Daarna beval de gouverneur van Afrika een grote invasie van Spanje voor te bereiden: hij begon geld en troepen te verzamelen, evenals informatie over het land aan de andere kant van de zeestraat.
Volgens de christelijke kronieken hebben de Joden, die enige tijd geleden door de Visigotische koningen uit Spanje werden verdreven, belangrijke hulp verleend aan de moslimveroveraars in die tijd. Dankzij ontwikkelde handelsbetrekkingen kregen ze informatie van bezoekende kooplieden over de huidige situatie in Spanje, soms gingen ze er zelf heen, ogenschijnlijk voor commerciële zaken, maar voerden in feite de functies uit van inlichtingenagenten, en leenden zelfs geld aan islamitische commandanten die zich voorbereidden een invasie.
Kracht verzamelend en vernemend dat koning Roderick een leger naar het noorden van het land leidde, tegen de Basken, begon Musa ibn-Nusayr een invasie in de vroege zomer van 711. Uit angst voor het resultaat stond hij echter niet zelf aan het hoofd van het leger, maar vervoerde hij een leger van 7.000 mensen op dezelfde schepen van graaf Julianus, voornamelijk bestaande uit krijgers die minder waardevol waren dan de Arabieren - de Berbers die zich hadden bekeerd tot Islam.
Hij benoemde de commandant van dit contingent Tariq ibn-Ziyad, een professionele commandant, maar met wie hij een moeilijke relatie had, en wiens verlies, in geval van mislukking, de gouverneur van Afrika niet zou betreuren.

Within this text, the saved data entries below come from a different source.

#[cfg(test)]
mod tests {
    use super::*;
    use std::sync::atomic::{AtomicUsize, Ordering};
    use std::time::Duration;

    fn cache() -> KeyedCache {
        KeyedCache::new(CacheConfig::immediate()).unwrap()
    }

    fn counting_producer(
        calls: Arc<AtomicUsize>,
        value: &'static str,
    ) -> impl Fn() -> BoxFuture<'static, Result<String>> + Send + Sync + 'static {
        move || {
            let calls = calls.clone();
            async move {
                calls.fetch_add(1, Ordering::SeqCst);
                Ok(value.to_string())
            }
            .boxed()
        }
    }

    #[tokio::test]
    async fn test_read_miss_then_hit() {
        let cache = cache();
        let key = CacheKey::plain("k");
        let calls = Arc::new(AtomicUsize::new(0));

        let first: ReadState<String> = cache
            .read(&key, counting_producer(calls.clone(), "v"), ReadOptions::default())
            .await;
        assert_eq!(first.value.as_deref(), Some("v"));
        assert!(!first.is_loading);

        let second: ReadState<String> = cache
            .read(&key, counting_producer(calls.clone(), "other"), ReadOptions::default())
            .await;
        assert_eq!(second.value.as_deref(), Some("v"));
        assert_eq!(calls.load(Ordering::SeqCst), 1);

        let stats = cache.stats().await;
        assert_eq!(stats.hits, 1);
        assert_eq!(stats.misses, 1);
        assert_eq!(stats.producer_calls, 1);
    }

    #[tokio::test]
    async fn test_error_keeps_previous_value() {
        let cache = cache();
        let key = CacheKey::plain("k");

        let _: ReadState<u32> = cache
            .read(&key, || async { Ok(7u32) }, ReadOptions::default())
            .await;
        cache.invalidate(&key).await;

        let state: ReadState<u32> = cache
            .read(
                &key,
                || async { Err::<u32, _>(LinkSwipeError::Backend("down".into())) },
                ReadOptions::default(),
            )
            .await;

        assert_eq!(state.value, Some(7));
        assert!(state.is_error());
        assert_eq!(cache.stats().await.errors, 1);
    }

    #[tokio::test]
    async fn test_dedup_interval_suppresses_refetch_after_error() {
        let cache = cache();
        let key = CacheKey::plain("k");
        let calls = Arc::new(AtomicUsize::new(0));
        let options = ReadOptions::default().deduping_interval(Duration::from_secs(60));

        let failing = {
            let calls = calls.clone();
            move || {
                let calls = calls.clone();
                async move {
                    calls.fetch_add(1, Ordering::SeqCst);
                    Err::<u32, _>(LinkSwipeError::Backend("down".into()))
                }
            }
        };

        let first: ReadState<u32> = cache.read(&key, failing.clone(), options.clone()).await;
        assert!(first.is_error());
        let second: ReadState<u32> = cache.read(&key, failing, options).await;
        assert!(second.is_error());

        assert_eq!(calls.load(Ordering::SeqCst), 1);
        assert_eq!(cache.stats().await.deduplicated, 1);
    }

    #[tokio::test]
    async fn test_mutate_and_discard() {
        let cache = cache();
        let key = CacheKey::plain("k");

        let version = cache.mutate(&key, vec![1, 2, 3]).await.unwrap();
        assert_eq!(version, 1);

        let state: ReadState<Vec<u32>> = cache.peek(&key).await;
        assert_eq!(state.value, Some(vec![1, 2, 3]));

        assert!(cache.discard(&key).await);
        let state: ReadState<Vec<u32>> = cache.peek(&key).await;
        assert!(state.value.is_none());
        assert_eq!(cache.is_stale(&key).await, Some(true));
    }

    #[tokio::test]
    async fn test_subscription_tracks_mount() {
        let cache = cache();
        let key = CacheKey::plain("k");

        let sub = cache.subscribe(&key).await;
        assert_eq!(cache.subscriber_count(&key).await, 1);
        drop(sub);
        assert_eq!(cache.subscriber_count(&key).await, 0);
    }

    #[tokio::test]
    async fn test_remove_closes_subscriptions() {
        let cache = cache();
        let key = CacheKey::plain("k");
        let mut sub = cache.subscribe(&key).await;

        assert!(cache.remove(&key).await);
        assert_eq!(sub.recv().await, Some(CacheEvent::Removed { key: key.clone() }));
        assert_eq!(sub.recv().await, None);
    }

    #[tokio::test]
    async fn test_prune_unmounted() {
        let config = CacheConfig::builder()
            .gc_idle(Duration::ZERO)
            .enable_auto_cleanup(false)
            .build();
        let cache = KeyedCache::new(config).unwrap();

        let mounted = CacheKey::plain("mounted");
        let idle = CacheKey::plain("idle");
        let _sub = cache.subscribe(&mounted).await;
        cache.mutate(&idle, 1).await.unwrap();

        let event = cache.prune_unmounted().await;
        assert_eq!(event.keys, vec![idle.clone()]);
        assert!(cache.contains_key(&mounted).await);
        assert!(!cache.contains_key(&idle).await);
    }

    #[tokio::test]
    async fn test_max_entries_evicts_least_recently_read() {
        let config = CacheConfig::builder().max_entries(2).build();
        let cache = KeyedCache::new(config).unwrap();

        for name in ["a", "b"] {
            let _: ReadState<u32> = cache
                .read(&CacheKey::plain(name), || async { Ok(1u32) }, ReadOptions::default())
                .await;
        }
        // Touch "a" so "b" is the oldest
        let _: ReadState<u32> = cache
            .read(&CacheKey::plain("a"), || async { Ok(1u32) }, ReadOptions::default())
            .await;
        let _: ReadState<u32> = cache
            .read(&CacheKey::plain("c"), || async { Ok(1u32) }, ReadOptions::default())
            .await;

        assert!(cache.contains_key(&CacheKey::plain("a")).await);
        assert!(!cache.contains_key(&CacheKey::plain("b")).await);
        assert_eq!(cache.stats().await.evictions, 1);
    }

    #[tokio::test]
    async fn test_auto_cleanup_follows_config() {
        assert!(cache().spawn_auto_cleanup().is_none());

        let handle = KeyedCache::new(CacheConfig::default())
            .unwrap()
            .spawn_auto_cleanup()
            .unwrap();
        handle.abort();
    }

    #[tokio::test]
    async fn test_revalidate_without_producer() {
        let cache = cache();
        let key = CacheKey::plain("k");
        let _sub = cache.subscribe(&key).await;
        assert!(!cache.revalidate(&key).await);
    }

    #[tokio::test]
    async fn test_invalidate_during_fetch_runs_one_follow_up() {
        let cache = cache();
        let key = CacheKey::plain("k");
        let calls = Arc::new(AtomicUsize::new(0));
        let running = Arc::new(AtomicUsize::new(0));
        let peak = Arc::new(AtomicUsize::new(0));

        let producer = {
            let (calls, running, peak) = (calls.clone(), running.clone(), peak.clone());
            move || {
                let (calls, running, peak) = (calls.clone(), running.clone(), peak.clone());
                async move {
                    let n = calls.fetch_add(1, Ordering::SeqCst);
                    peak.fetch_max(running.fetch_add(1, Ordering::SeqCst) + 1, Ordering::SeqCst);
                    tokio::time::sleep(Duration::from_millis(100)).await;
                    running.fetch_sub(1, Ordering::SeqCst);
                    Ok(n as u32)
                }
            }
        };

        let first = {
            let (cache, key, producer) = (cache.clone(), key.clone(), producer.clone());
            tokio::spawn(async move {
                let state: ReadState<u32> =
                    cache.read(&key, producer, ReadOptions::default()).await;
                state
            })
        };

        tokio::time::sleep(Duration::from_millis(20)).await;
        cache.invalidate(&key).await;
        let second: ReadState<u32> = cache.read(&key, producer, ReadOptions::default()).await;
        let first = first.await.unwrap();

        // The call started before the invalidation is discarded, not raced
        assert_eq!(peak.load(Ordering::SeqCst), 1);
        assert_eq!(calls.load(Ordering::SeqCst), 2);
        assert_eq!(first.value, Some(1));
        assert_eq!(second.value, Some(1));
        assert_eq!(cache.is_stale(&key).await, Some(false));
    }

    #[tokio::test]
    async fn test_mutate_during_fetch_keeps_local_value() {
        let cache = cache();
        let key = CacheKey::plain("k");
        let calls = Arc::new(AtomicUsize::new(0));

        let producer = {
            let calls = calls.clone();
            move || {
                let calls = calls.clone();
                async move {
                    calls.fetch_add(1, Ordering::SeqCst);
                    tokio::time::sleep(Duration::from_millis(50)).await;
                    Ok(1u32)
                }
            }
        };

        let reader = {
            let (cache, key) = (cache.clone(), key.clone());
            tokio::spawn(async move {
                let state: ReadState<u32> =
                    cache.read(&key, producer, ReadOptions::default()).await;
                state
            })
        };

        tokio::time::sleep(Duration::from_millis(10)).await;
        cache.mutate(&key, 9u32).await.unwrap();

        assert_eq!(reader.await.unwrap().value, Some(9));
        assert_eq!(calls.load(Ordering::SeqCst), 1);
    }

    #[tokio::test]
    async fn test_new_rejects_invalid_config() {
        let config = CacheConfig::builder().max_entries(0).build();
        assert!(matches!(
            KeyedCache::new(config),
            Err(LinkSwipeError::ConfigError(msg)) if msg.contains("max_entries")
        ));
    }

    #[tokio::test]
    async fn test_disabled_metrics_leave_stats_empty() {
        let config = CacheConfig::builder()
            .enable_metrics(false)
            .enable_auto_cleanup(false)
            .build();
        let cache = KeyedCache::new(config).unwrap();
        let key = CacheKey::plain("k");

        for _ in 0..2 {
            let _: ReadState<u32> = cache
                .read(&key, || async { Ok(1u32) }, ReadOptions::default())
                .await;
        }
        cache.invalidate(&key).await;

        let stats = cache.stats().await;
        assert_eq!((stats.hits, stats.misses, stats.producer_calls), (0, 0, 0));
        assert_eq!(stats.invalidations, 0);
        assert_eq!(stats.entries, 1);
    }

    async fn next_update(sub: &mut Subscription) -> u64 {
        loop {
            let event = tokio::time::timeout(Duration::from_secs(1), sub.recv()).await;
            match event {
                Ok(Some(CacheEvent::Updated { version, .. })) => return version,
                Ok(Some(_)) => continue,
                other => panic!("expected an update on {}, got {:?}", sub.key(), other),
            }
        }
    }

    #[tokio::test]
    async fn test_focus_and_reconnect_follow_read_options() {
        let cache = cache();
        let on_focus = CacheKey::plain("focus");
        let on_reconnect = CacheKey::plain("reconnect");
        let focus_calls = Arc::new(AtomicUsize::new(0));
        let reconnect_calls = Arc::new(AtomicUsize::new(0));

        let mut focus_sub = cache.subscribe(&on_focus).await;
        let mut reconnect_sub = cache.subscribe(&on_reconnect).await;

        let _: ReadState<String> = cache
            .read(
                &on_focus,
                counting_producer(focus_calls.clone(), "f"),
                ReadOptions::default().revalidate_on_reconnect(false),
            )
            .await;
        let _: ReadState<String> = cache
            .read(
                &on_reconnect,
                counting_producer(reconnect_calls.clone(), "r"),
                ReadOptions::default().revalidate_on_focus(false),
            )
            .await;
        assert_eq!(next_update(&mut focus_sub).await, 1);
        assert_eq!(next_update(&mut reconnect_sub).await, 1);

        assert_eq!(cache.on_focus().await, vec![on_focus.clone()]);
        assert_eq!(next_update(&mut focus_sub).await, 2);
        assert_eq!(focus_calls.load(Ordering::SeqCst), 2);
        assert_eq!(reconnect_calls.load(Ordering::SeqCst), 1);

        assert_eq!(cache.on_reconnect().await, vec![on_reconnect.clone()]);
        assert_eq!(next_update(&mut reconnect_sub).await, 2);
        assert_eq!(reconnect_calls.load(Ordering::SeqCst), 2);
        assert_eq!(focus_calls.load(Ordering::SeqCst), 2);
    }

    #[tokio::test]
    async fn test_focus_skips_unmounted_entries() {
        let cache = cache();
        let key = CacheKey::plain("k");
        let _: ReadState<u32> = cache
            .read(&key, || async { Ok(1u32) }, ReadOptions::default())
            .await;

        assert!(cache.on_focus().await.is_empty());
        assert!(cache.on_reconnect().await.is_empty());
    }

    fn flaky_producer(
        calls: Arc<AtomicUsize>,
        failures: usize,
    ) -> impl Fn() -> BoxFuture<'static, Result<u32>> + Send + Sync + 'static {
        move || {
            let calls = calls.clone();
            async move {
                let n = calls.fetch_add(1, Ordering::SeqCst);
                if n < failures {
                    Err(LinkSwipeError::Backend(format!("attempt {} failed", n)))
                } else {
                    Ok(n as u32)
                }
            }
            .boxed()
        }
    }

    fn retrying(count: u32) -> KeyedCache {
        let config = CacheConfig::builder()
            .error_retry_count(count)
            .error_retry_interval(Duration::from_millis(10))
            .retry_jitter(0.0)
            .enable_auto_cleanup(false)
            .build();
        KeyedCache::new(config).unwrap()
    }

    #[tokio::test]
    async fn test_revalidation_retries_mounted_failures() {
        let cache = retrying(2);
        let key = CacheKey::plain("k");
        let calls = Arc::new(AtomicUsize::new(0));
        let mut sub = cache.subscribe(&key).await;

        let first: ReadState<u32> = cache
            .read(&key, flaky_producer(calls.clone(), 2), ReadOptions::default())
            .await;
        assert!(first.is_error());

        cache.invalidate(&key).await;
        next_update(&mut sub).await;

        // One failed read, one failed revalidation, one successful retry
        assert_eq!(calls.load(Ordering::SeqCst), 3);
        let state: ReadState<u32> = cache.peek(&key).await;
        assert_eq!(state.value, Some(2));
        assert!(!state.is_error());
    }

    #[tokio::test]
    async fn test_revalidation_without_retries_gives_up() {
        let cache = retrying(0);
        let key = CacheKey::plain("k");
        let calls = Arc::new(AtomicUsize::new(0));
        let mut sub = cache.subscribe(&key).await;

        let _: ReadState<u32> = cache
            .read(&key, flaky_producer(calls.clone(), 2), ReadOptions::default())
            .await;
        cache.invalidate(&key).await;

        let mut failures = 0;
        while failures < 2 {
            match tokio::time::timeout(Duration::from_secs(1), sub.recv()).await {
                Ok(Some(CacheEvent::Failed { .. })) => failures += 1,
                Ok(Some(_)) => continue,
                other => panic!("expected a failure, got {:?}", other),
            }
        }

        tokio::time::sleep(Duration::from_millis(50)).await;
        assert_eq!(calls.load(Ordering::SeqCst), 2);
        assert!(cache.peek::<u32>(&key).await.is_error());
    }
}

De oversteek over zee is gelukt. De jihadisten landden en stichtten het eerste islamitische militaire kamp in het zuidwesten van Europa - nabij de Rots van Gibraltar, die sindsdien niet de naam van de Zuilen van Hercules begon te dragen, maar de naam van Jabal al-Tariq (berg Tariq, Gibraltar).
Nadat hij zijn hele leger over de zeestraat had vervoerd, verhuisde de moslimcommandant naar de stad Krateya, veroverde die, belegerde toen en nam Algeciras in.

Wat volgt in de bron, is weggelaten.